Sunny YOU are the moderator, YOU set the "rules" here, if you want him to have the last word, all you have to do is lock the thread after he posts.
duck Posted - Jul 01 2008 : 20:14:36
Sunny,

He asked for it on the previous thread, at just the right time, and I promised. Now, you are the moderator, so you can override this, but then we get enlarged fonts again. (Is there a reverse pill for this?). Seemed like a sound decision.


Honora,
Last word was for the previous thread. You go girl! Dave has no last word rights here.
lil red truck Posted - Jul 01 2008 : 20:13:07
Two blond guys were working for the city works department. One would
dig a hole and the other would follow behind him and fill the hole in. They
worked up one side of the street, then down the other, then moved on to
the next street, working furiously all day without rest, one guy digging
a hole, the other guy filling it in again.

An onlooker was amazed at their hard work, but couldn't understand
what they were doing.

So he asked the hole digger, "I'm impressed by the effort you two are
putting into your work, but I don't get it -- why do you dig a hole, only
to have your partner follow behind and fill it up again?"


The hole digger wiped his brow and sighed, "Well, I suppose it probably
looks odd because we're normally a three-man team. But today the guy
who plants the trees called in sick."
lil red truck Posted - Jul 01 2008 : 20:11:04
I'll stop when Dave takes the last word on this thread...
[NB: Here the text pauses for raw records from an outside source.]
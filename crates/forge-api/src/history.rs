//! Handlers for `/history` endpoints.
//!
//! | Method | Path | Notes |
//! |--------|------|-------|
//! | `GET`  | `/history` | Newest first |
//! | `GET`  | `/history/{id}` | 404 if the version is unknown; order unchanged |
//! | `POST` | `/history/{id}/rollback` | 404 if the version is unknown |

use axum::{
  Json,
  extract::{Path, State},
};
use forge_core::{
  artifact::Artifact, generation::GenerationService, history::ArtifactHistory,
  version::VersionId,
};

use crate::{AppState, error::ApiError, view::ArtifactRun};

/// `GET /history`
pub async fn list<G: GenerationService>(
  State(state): State<AppState<G>>,
) -> Json<Vec<Artifact>> {
  Json(state.session.lock().await.current_history().to_vec())
}

/// `GET /history/{id}`
pub async fn get<G: GenerationService>(
  State(state): State<AppState<G>>,
  Path(id): Path<u64>,
) -> Result<Json<Artifact>, ApiError> {
  let id = VersionId(id);
  let session = state.session.lock().await;
  let artifact = session
    .history()
    .get(id)
    .cloned()
    .ok_or(forge_engine::Error::VersionNotFound(id))?;
  Ok(Json(artifact))
}

/// `POST /history/{id}/rollback`
pub async fn rollback<G: GenerationService>(
  State(state): State<AppState<G>>,
  Path(id): Path<u64>,
) -> Result<Json<ArtifactRun>, ApiError> {
  let id = VersionId(id);
  let mut session = state.session.lock().await;
  let artifact = session
    .rollback(id)
    .ok_or(forge_engine::Error::VersionNotFound(id))?;
  let displayed = session
    .displayed()
    .ok_or_else(|| ApiError::NotFound(format!("version {id} is not displayed")))?;
  Ok(Json(ArtifactRun::new(artifact, &displayed.run)))
}
#[cfg(test)]
mod tests {
  use std::str::FromStr;

  use strum::IntoEnumIterator;

  use super::*;
  use crate::sandbox::Limits;

  fn draw(primitive: Primitive, props: Object) -> String {
    let mut interp = Interpreter::new(Limits::default());
    primitive
      .render(&Props(&props), &mut interp)
      .unwrap()
      .to_html()
  }

  fn props(entries: &[(&str, Value)]) -> Object {
    entries
      .iter()
      .map(|(k, v)| (k.to_string(), v.clone()))
      .collect()
  }

  #[test]
  fn names_round_trip_through_strum() {
    let names: Vec<&'static str> = Primitive::iter().map(Into::into).collect();
    assert_eq!(names, [
      "Button", "Card", "Input", "Table", "Modal", "Sidebar", "Navbar", "Chart"
    ]);
    assert_eq!(Primitive::from_str("Chart").ok(), Some(Primitive::Chart));
    assert!(Primitive::from_str("Styled").is_err());
  }

  #[test]
  fn button_uses_variant_and_escapes_children() {
    let html = draw(
      Primitive::Button,
      props(&[
        ("variant", Value::str("outline")),
        ("children", Value::str("<b>Go</b>")),
      ]),
    );
    assert!(html.starts_with("<button type=\"button\" class=\"border border-gray-300"));
    assert!(html.contains("&lt;b&gt;Go&lt;/b&gt;</button>"));
  }

  #[test]
  fn card_title_is_optional() {
    let with = draw(Primitive::Card, props(&[("title", Value::str("Stats"))]));
    assert!(with.contains("<h3 class=\"text-lg font-semibold mb-2 text-gray-900\">Stats</h3>"));
    let without = draw(Primitive::Card, Object::new());
    assert!(!without.contains("<h3"));
  }

  #[test]
  fn closed_modal_draws_nothing() {
    assert_eq!(draw(Primitive::Modal, Object::new()), "");
    let open = draw(
      Primitive::Modal,
      props(&[("isOpen", Value::Bool(true)), ("title", Value::str("Confirm"))]),
    );
    assert!(open.contains("Confirm"));
  }

  #[test]
  fn table_without_render_row_draws_fields() {
    let row: Object = props(&[("name", Value::str("Ada")), ("age", Value::Number(36.0))]);
    let html = draw(
      Primitive::Table,
      props(&[
        ("headers", Value::array(vec![Value::str("Name"), Value::str("Age")])),
        ("data", Value::array(vec![Value::object(row)])),
      ]),
    );
    assert!(html.contains(">Name</th>"));
    assert!(html.contains(">Ada</td>"));
    assert!(html.contains(">36</td>"));
  }

  #[test]
  fn chart_defaults_follow_type() {
    let html = draw(Primitive::Chart, props(&[("type", Value::str("pie"))]));
    assert!(html.contains("Pie Chart"));
    assert!(html.contains("Cat 5"));
    assert!(!html.contains("Cat 6"));
    assert!(html.contains("bg-purple-500"));
  }

  #[test]
  fn input_ignores_unknown_types() {
    let html = draw(Primitive::Input, props(&[("type", Value::str("file"))]));
    assert!(html.contains("<input type=\"text\""));
  }

  #[test]
  fn navbar_counts_history() {
    let html = draw(
      Primitive::Navbar,
      props(&[
        ("title", Value::str("Admin")),
        ("history", Value::array(vec![Value::Null, Value::Null])),
      ]),
    );
    assert!(html.contains("History (2)"));
  }
}
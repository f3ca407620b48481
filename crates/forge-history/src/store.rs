//! [`MemoryHistory`]: the in-memory implementation of [`ArtifactHistory`].

use forge_core::{
  Error, Result, artifact::Artifact, history::ArtifactHistory, version::VersionId,
};

// ─── Store ───────────────────────────────────────────────────────────────────

/// A newest-first artifact history held in a `Vec`.
///
/// Index 0 is the front. Histories are short (one entry per accepted
/// generation), so front insertion is a plain `Vec::insert`.
#[derive(Debug, Clone, Default)]
pub struct MemoryHistory {
  artifacts: Vec<Artifact>,
}

impl MemoryHistory {
  pub fn new() -> Self { Self::default() }

  /// Build a history from artifacts already in newest-first order.
  ///
  /// Fails on the first duplicate id or empty source; ids are checked the
  /// same way [`ArtifactHistory::append`] checks them.
  pub fn from_newest_first(artifacts: Vec<Artifact>) -> Result<Self> {
    let mut history = Self::new();
    for artifact in artifacts.into_iter().rev() {
      history.append(artifact)?;
    }
    Ok(history)
  }

  fn position(&self, id: VersionId) -> Option<usize> {
    self.artifacts.iter().position(|a| a.id == id)
  }
}

impl ArtifactHistory for MemoryHistory {
  type Error = Error;

  fn append(&mut self, artifact: Artifact) -> Result<()> {
    if artifact.source.trim().is_empty() {
      return Err(Error::MissingSource(artifact.id));
    }
    if self.position(artifact.id).is_some() {
      return Err(Error::DuplicateVersion(artifact.id));
    }
    self.artifacts.insert(0, artifact);
    Ok(())
  }

  fn rollback(&mut self, id: VersionId) -> Option<Artifact> {
    let index = self.position(id)?;
    let artifact = self.artifacts.remove(index);
    self.artifacts.insert(0, artifact.clone());
    Some(artifact)
  }

  fn get(&self, id: VersionId) -> Option<&Artifact> {
    self.artifacts.iter().find(|a| a.id == id)
  }

  fn artifacts(&self) -> &[Artifact] { &self.artifacts }
}
//! Handler for `POST /generations`.
//!
//! The session lock is released while the generation service runs, so
//! previews and rollbacks stay responsive. Whatever was requested last wins:
//! a result that comes back after a newer request is answered with `409`.

use axum::{Json, extract::State, http::StatusCode, response::IntoResponse};
use forge_core::generation::GenerationService;
use serde::Deserialize;

use crate::{AppState, error::ApiError, view::ArtifactRun};

#[derive(Debug, Deserialize)]
pub struct GenerationBody {
  pub intent: String,
}

/// `POST /generations`, body: `{"intent":"a login form"}`
pub async fn create<G: GenerationService>(
  State(state): State<AppState<G>>,
  Json(body): Json<GenerationBody>,
) -> Result<impl IntoResponse, ApiError> {
  let intent = body.intent.trim();
  if intent.is_empty() {
    return Err(ApiError::BadRequest("intent must not be empty".to_string()));
  }

  let pending = state.session.lock().await.begin_generation(intent);
  let result = state.generator.generate(pending.request.clone()).await;
  let (artifact, run) = state
    .session
    .lock()
    .await
    .complete_generation(pending, result)?;

  Ok((StatusCode::CREATED, Json(ArtifactRun::new(artifact, &run))))
}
A blond guy and a brunette girl were happily married and about to have a baby. One day, the wife started having contractions, so the husband rushed her to the hospital. He held her hand as she went through a trying birth. In the end, there were two little baby boys.
The blond guy turned to his wife and angrily said, "All right, who's the other father!?!"
Sunny Posted - Jul 01 2008 : 19:24:04
I'm confused!!!
Share with me why Dave has to have the last word? Did I miss something?
duck Posted - Jul 01 2008 : 18:53:25

Sunny,
Honora didn't break my rule. She only got back in there after other "questionable" forces of nature did. Your last comment rings so true.

Now, both of you: Dave has the last word on the previous thread. Don't send him to another forum. It was a completely "decent" thread and Dave has earned the right to do the final "Word" thing.

And they say women can't stop talking. Let's wait and see who, other than Dave having our express permission, goes there.

Now, back to "Anything at all."
lil red truck Posted - Jul 01 2008 : 18:12:59
Hey! She said the previous thread was closed! What fun is it to close a thread on the second post, anyway? I believe Dave deserves a decent thread to close.: )
Sunny Posted - Jul 01 2008 : 17:55:23
Since Honora broke your rule already, I'm adding this:

Maybe Dave could have the last word over at the Men Only forum? Or maybe we need a "Last Word" forum?
Hogan will never stand for it here in the WO.:o)
lil red truck Posted - Jul 01 2008 : 17:13:55
I could repost the "Have a Happy Period" item, but I won't.

Two young boys walk into a pharmacy one day, pick out a box of Tampax and proceed to the checkout counter.

The man at the counter asks the older boy, "Son, how old are you?"

"Eight," the boy replies.

The man continues, "Do you know what these are used for?"

"Not exactly," the boy says. "But they aren't for me. They're for him. He's my brother. He's four. We saw on TV that if you use these you would be able to swim and ride a bike. Right now he can't do either one."